Skip to content

[Core] Raylet breaks when many actor tasks are submitted #10585

@wuisawesome

Description

@wuisawesome

What is the problem?

Ray version and other system information (Python version, TensorFlow version, OS):
Tested with 16 core macbook pro

Reproduction (REQUIRED)

Please provide a script that can be run to reproduce the issue.

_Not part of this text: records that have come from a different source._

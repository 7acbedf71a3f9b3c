//! KV caches for incremental evaluation.
//!
//! [`KVCache`] is a concatenation-based cache that works on every backend.
//! [`LayerCache`] pairs one self-attention cache with one cross-attention
//! cache per transformer layer; the cross cache is filled once per streaming
//! session since the conditioning source never changes mid-session.

use anyhow::Result;
use candle_core::Tensor;

/// Concatenation-based KV cache for one attention block.
#[derive(Default)]
pub struct KVCache {
    pub(crate) k: Option<Tensor>,
    pub(crate) v: Option<Tensor>,
}

impl KVCache {
    pub fn new() -> Self {
        Self { k: None, v: None }
    }

    pub fn update_k(&mut self, k: &Tensor) -> Result<Tensor> {
        let k = if let Some(prev_k) = &self.k {
            Tensor::cat(&[prev_k, k], 2)?
        } else {
            k.clone()
        };
        self.k = Some(k.clone());
        Ok(k)
    }

    pub fn update_v(&mut self, v: &Tensor) -> Result<Tensor> {
        let v = if let Some(prev_v) = &self.v {
            Tensor::cat(&[prev_v, v], 2)?
        } else {
            v.clone()
        };
        self.v = Some(v.clone());
        Ok(v)
    }

    /// Append K/V and return the full sequences so far.
    pub fn update(&mut self, k: &Tensor, v: &Tensor) -> Result<(Tensor, Tensor)> {
        let k = self.update_k(k)?;
        let v = self.update_v(v)?;
        Ok((k, v))
    }

    /// The cached K/V pair, if any has been written.
    pub fn kv(&self) -> Option<(&Tensor, &Tensor)> {
        self.k.as_ref().zip(self.v.as_ref())
    }

    /// Number of cached sequence positions.
    pub fn len(&self) -> usize {
        self.k
            .as_ref()
            .and_then(|k| k.dims().get(2).copied())
            .unwrap_or(0)
    }

    pub fn is_empty(&self) -> bool {
        self.k.is_none()
    }

    pub fn reset(&mut self) {
        self.k = None;
        self.v = None;
    }
}

/// Incremental caches of a single transformer layer.
#[derive(Default)]
pub struct LayerCache {
    pub self_kv: KVCache,
    pub cross_kv: KVCache,
}

impl LayerCache {
    pub fn new() -> Self {
        Self::default()
    }

    pub fn reset(&mut self) {
        self.self_kv.reset();
        self.cross_kv.reset();
    }
}

#[cfg(test)]
mod tests {
    use super::*;
    use candle_core::Device;

    #[test]
    fn test_kv_cache_new() {
        let cache = KVCache::new();
        assert!(cache.k.is_none());
        assert!(cache.v.is_none());
        assert!(cache.is_empty());
        assert_eq!(cache.len(), 0);
    }

    #[test]
    fn test_kv_cache_update() {
        let device = Device::Cpu;
        let mut cache = KVCache::new();

        let k1 = Tensor::randn(0.0f32, 1.0, (1, 2, 4, 16), &device).unwrap();
        let k_out = cache.update_k(&k1).unwrap();
        assert_eq!(k_out.dims(), &[1, 2, 4, 16]);

        let k2 = Tensor::randn(0.0f32, 1.0, (1, 2, 3, 16), &device).unwrap();
        let k_out = cache.update_k(&k2).unwrap();
        assert_eq!(k_out.dims(), &[1, 2, 7, 16]); // 4 + 3 = 7
        assert_eq!(cache.len(), 7);
    }

    #[test]
    fn test_kv_cache_reset() {
        let device = Device::Cpu;
        let mut cache = KVCache::new();

        let k = Tensor::randn(0.0f32, 1.0, (1, 2, 4, 16), &device).unwrap();
        let v = Tensor::randn(0.0f32, 1.0, (1, 2, 4, 16), &device).unwrap();
        cache.update(&k, &v).unwrap();
        assert!(cache.kv().is_some());

        cache.reset();
        assert!(cache.k.is_none());
        assert!(cache.v.is_none());
    }

    #[test]
    fn test_layer_cache_reset_clears_both() {
        let device = Device::Cpu;
        let mut cache = LayerCache::new();
        let k = Tensor::randn(0.0f32, 1.0, (1, 2, 4, 8), &device).unwrap();
        let v = Tensor::randn(0.0f32, 1.0, (1, 2, 4, 8), &device).unwrap();
        cache.self_kv.update(&k, &v).unwrap();
        cache.cross_kv.update(&k, &v).unwrap();

        cache.reset();
        assert!(cache.self_kv.is_empty());
        assert!(cache.cross_kv.is_empty());
    }
}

The script should have no external library dependencies (i.e., use fake or mock data / environments):

This is caused by a low ulimt but we should have a better error message.

Note that actor pool ensures that there is at most one in flight task per actor.

import ray
from ray.util import ActorPool

@ray.remote(num_cpus=0)
class DummyActor:

    def __init__(self):
        pass

    def do_stuff(self):
        pass

ray.init()

things = [x for x in range(10000)]

nworkers = int(ray.cluster_resources()['CPU']) * 4
actors = [DummyActor.remote() for _ in range(int(nworkers))]

pool = ActorPool(actors)

res = pool.map(lambda a, v: a.do_stuff.remote(), things)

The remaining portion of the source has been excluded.